• [What you need to do] Exactly as written, copy the lines of the data below from the first through the one containing "target month, so".

• [Provided data]

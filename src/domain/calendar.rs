//! Purchase-date stepping.
//!
//! Each strategy advances the cursor by a calendar increment and then pushes
//! any weekend result forward to the following Monday. Month and year
//! increments clamp to the last valid day of the target month, so
//! 2020-01-31 + 1 month is 2020-02-29.

use crate::domain::error::DcaError;
use crate::domain::strategy::Strategy;
use chrono::{Datelike, Duration, Months, NaiveDate, Weekday};

/// Next scheduled purchase date after `date` for `strategy`.
pub fn advance(date: NaiveDate, strategy: Strategy) -> Result<NaiveDate, DcaError> {
    let raw = match strategy {
        Strategy::Daily => date.checked_add_signed(Duration::days(1)),
        Strategy::Weekly => date.checked_add_signed(Duration::weeks(1)),
        Strategy::Monthly => date.checked_add_months(Months::new(1)),
        Strategy::Yearly => date.checked_add_months(Months::new(12)),
    }
    .ok_or(DcaError::DateOutOfRange { date })?;

    initial_alignment(raw)
}

/// Move a weekend date to the following Monday; weekdays are unchanged.
///
/// Saturday and Sunday are two independent checks, evaluated in that order.
pub fn initial_alignment(date: NaiveDate) -> Result<NaiveDate, DcaError> {
    let mut aligned = date;
    if aligned.weekday() == Weekday::Sat {
        aligned = shift_days(aligned, 2)?;
    }
    if aligned.weekday() == Weekday::Sun {
        aligned = shift_days(aligned, 1)?;
    }
    Ok(aligned)
}

fn shift_days(date: NaiveDate, days: i64) -> Result<NaiveDate, DcaError> {
    date.checked_add_signed(Duration::days(days))
        .ok_or(DcaError::DateOutOfRange { date })
}
//! Simulation progress observer port.

use crate::domain::simulation::{Purchase, SimulationConfig, SimulationReport};

/// Receives progress notifications from a simulation run.
///
/// All methods default to no-ops so observers only implement what they need.
pub trait SimulationObserver {
    fn on_start(&self, _config: &SimulationConfig) {}

    fn on_purchase(&self, _purchase: &Purchase) {}

    fn on_complete(&self, _report: &SimulationReport) {}
}

/// Observer that ignores every notification.
#[derive(Debug, Clone, Copy, Default)]
pub struct SilentObserver;

impl SimulationObserver for SilentObserver {}
//! Dollar-cost averaging simulation.
//!
//! A run buys `purchase_amount` worth of shares on every scheduled date from
//! the aligned start date up to and including `end_date`, then values the
//! accumulated shares at the `end_date` price and annualizes the result.

use crate::domain::calendar;
use crate::domain::error::DcaError;
use crate::domain::gain::annualized_gain;
use crate::domain::price_series::{resolve_price, PriceSeries};
use crate::domain::strategy::Strategy;
use crate::ports::progress_port::SimulationObserver;
use chrono::NaiveDate;

#[derive(Debug, Clone, PartialEq)]
pub struct SimulationConfig {
    pub strategy: Strategy,
    pub start_date: NaiveDate,
    pub end_date: NaiveDate,
    pub purchase_amount: f64,
}

/// One executed purchase.
#[derive(Debug, Clone, PartialEq)]
pub struct Purchase {
    /// Date the strategy scheduled the purchase for.
    pub scheduled_date: NaiveDate,
    /// Date whose closing price was used (later than scheduled on holidays).
    pub price_date: NaiveDate,
    pub price: f64,
    pub amount: f64,
    pub shares: f64,
    pub total_invested: f64,
    pub total_shares: f64,
}

#[derive(Debug, Clone, PartialEq)]
pub struct SimulationReport {
    pub strategy: Strategy,
    pub start_date: NaiveDate,
    pub end_date: NaiveDate,
    pub purchases: usize,
    pub invested_amount: f64,
    pub shares_held: f64,
    pub final_share_price: f64,
    pub final_amount: f64,
    pub duration_days: i64,
    pub annualized_gain: f64,
}

impl SimulationReport {
    /// Absolute gain (negative for a loss).
    pub fn gains(&self) -> f64 {
        self.final_amount - self.invested_amount
    }
}

/// Running totals owned by a single run.
#[derive(Debug)]
struct SimulationState {
    invested_amount: f64,
    shares_held: f64,
    purchases: usize,
    current_date: NaiveDate,
}

impl SimulationState {
    fn new(current_date: NaiveDate) -> Self {
        Self {
            invested_amount: 0.0,
            shares_held: 0.0,
            purchases: 0,
            current_date,
        }
    }

    fn buy(&mut self, amount: f64, price: f64, price_date: NaiveDate) -> Purchase {
        let shares = amount / price;
        self.invested_amount += amount;
        self.shares_held += shares;
        self.purchases += 1;
        Purchase {
            scheduled_date: self.current_date,
            price_date,
            price,
            amount,
            shares,
            total_invested: self.invested_amount,
            total_shares: self.shares_held,
        }
    }
}

/// Run one strategy over `series` and report its annualized gain.
///
/// Fails without a partial result if a price cannot be resolved or the
/// duration is too short to annualize. A run whose start and end dates are
/// equal still makes its single purchase before failing with
/// [`DcaError::DegenerateDuration`].
pub fn simulate(
    series: &PriceSeries,
    config: &SimulationConfig,
    observer: &dyn SimulationObserver,
) -> Result<SimulationReport, DcaError> {
    if config.start_date > config.end_date {
        return Err(DcaError::InvalidDateRange {
            start: config.start_date,
            end: config.end_date,
        });
    }
    if !config.purchase_amount.is_finite() || config.purchase_amount <= 0.0 {
        return Err(DcaError::InvalidAmount {
            reason: format!(
                "purchase amount must be positive, got {}",
                config.purchase_amount
            ),
        });
    }

    observer.on_start(config);

    let mut state = SimulationState::new(calendar::initial_alignment(config.start_date)?);
    while state.current_date <= config.end_date {
        let (price, price_date) = resolve_price(series, state.current_date)?;
        let purchase = state.buy(config.purchase_amount, price, price_date);
        observer.on_purchase(&purchase);
        state.current_date = calendar::advance(state.current_date, config.strategy)?;
    }

    // Valuation always uses the requested end date, not the last purchase.
    let (final_share_price, _) = resolve_price(series, config.end_date)?;
    let final_amount = state.shares_held * final_share_price;
    let duration_days = (config.end_date - config.start_date).num_days();

    let gain = annualized_gain(state.invested_amount, final_amount, duration_days as f64)?;

    let report = SimulationReport {
        strategy: config.strategy,
        start_date: config.start_date,
        end_date: config.end_date,
        purchases: state.purchases,
        invested_amount: state.invested_amount,
        shares_held: state.shares_held,
        final_share_price,
        final_amount,
        duration_days,
        annualized_gain: gain,
    };
    observer.on_complete(&report);
    Ok(report)
}
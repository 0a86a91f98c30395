//! Alpha Vantage JSON cache adapter.
//!
//! Reads `TIME_SERIES_DAILY` responses previously saved to disk as
//! `<security>_data_full.json` (lower-cased). Nothing is fetched over the
//! network; a missing file is reported with the command that creates it.

use crate::domain::error::DcaError;
use crate::domain::price_series::PriceSeries;
use crate::ports::data_port::PriceDataPort;
use chrono::NaiveDate;
use serde::Deserialize;
use std::collections::HashMap;
use std::fs;
use std::path::{Path, PathBuf};

const API_KEY_URL: &str = "https://www.alphavantage.co/support/#api-key";

#[derive(Debug, Deserialize)]
struct DailyResponse {
    #[serde(rename = "Time Series (Daily)")]
    time_series: Option<HashMap<String, DailyEntry>>,
}

#[derive(Debug, Deserialize)]
struct DailyEntry {
    #[serde(rename = "4. close")]
    close: String,
}

pub struct AlphaVantageCacheAdapter {
    base_path: PathBuf,
}

impl AlphaVantageCacheAdapter {
    pub fn new(base_path: PathBuf) -> Self {
        Self { base_path }
    }

    pub fn cache_file_name(security: &str) -> String {
        format!("{}_data_full.json", security).to_lowercase()
    }

    pub fn cache_path(&self, security: &str) -> PathBuf {
        self.base_path.join(Self::cache_file_name(security))
    }

    fn remediation(security: &str, path: &Path) -> String {
        format!(
            "first get an Alpha Vantage API key at {API_KEY_URL} and then generate the file with:\n  \
             curl 'https://www.alphavantage.co/query?function=TIME_SERIES_DAILY&outputsize=full&symbol={security}&apikey=<api_key>' > {}",
            path.display()
        )
    }

    fn parse(content: &str, path: &Path) -> Result<PriceSeries, DcaError> {
        let response: DailyResponse =
            serde_json::from_str(content).map_err(|e| DcaError::DataParse {
                path: path.to_path_buf(),
                reason: e.to_string(),
            })?;

        let time_series = response.time_series.ok_or_else(|| DcaError::DataParse {
            path: path.to_path_buf(),
            reason: "missing \"Time Series (Daily)\" object".into(),
        })?;

        let mut entries = Vec::with_capacity(time_series.len());
        for (date_str, entry) in time_series {
            let date = NaiveDate::parse_from_str(&date_str, "%Y-%m-%d").map_err(|e| {
                DcaError::DataParse {
                    path: path.to_path_buf(),
                    reason: format!("invalid date '{}': {}", date_str, e),
                }
            })?;
            let close: f64 = entry.close.trim().parse().map_err(|e| DcaError::DataParse {
                path: path.to_path_buf(),
                reason: format!("invalid close value '{}' on {}: {}", entry.close, date, e),
            })?;
            entries.push((date, close));
        }

        PriceSeries::new(entries)
    }
}

impl PriceDataPort for AlphaVantageCacheAdapter {
    fn fetch_closing_prices(&self, security: &str) -> Result<PriceSeries, DcaError> {
        let path = self.cache_path(security);
        if !path.is_file() {
            return Err(DcaError::DataUnavailable {
                security: security.to_string(),
                remediation: Self::remediation(security, &path),
                path,
            });
        }

        let content = fs::read_to_string(&path)?;
        let series = Self::parse(&content, &path)?;
        tracing::debug!(
            security,
            path = %path.display(),
            days = series.len(),
            "loaded price cache"
        );
        Ok(series)
    }
}
//! Configuration access port trait.

pub trait ConfigPort {
    fn get_string(&self, section: &str, key: &str) -> Option<String>;
    fn get_double(&self, section: &str, key: &str, default: f64) -> f64;
    fn get_bool(&self, section: &str, key: &str, default: bool) -> bool;
}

• [Task answer]
filename src/domain/calendar.rs
//! Purchase-date stepping.
//!
//! Each strategy advances the cursor by a calendar increment and then pushes
//! any weekend result forward to the following Monday. Month and year
//! increments clamp to the last valid day of the target month, so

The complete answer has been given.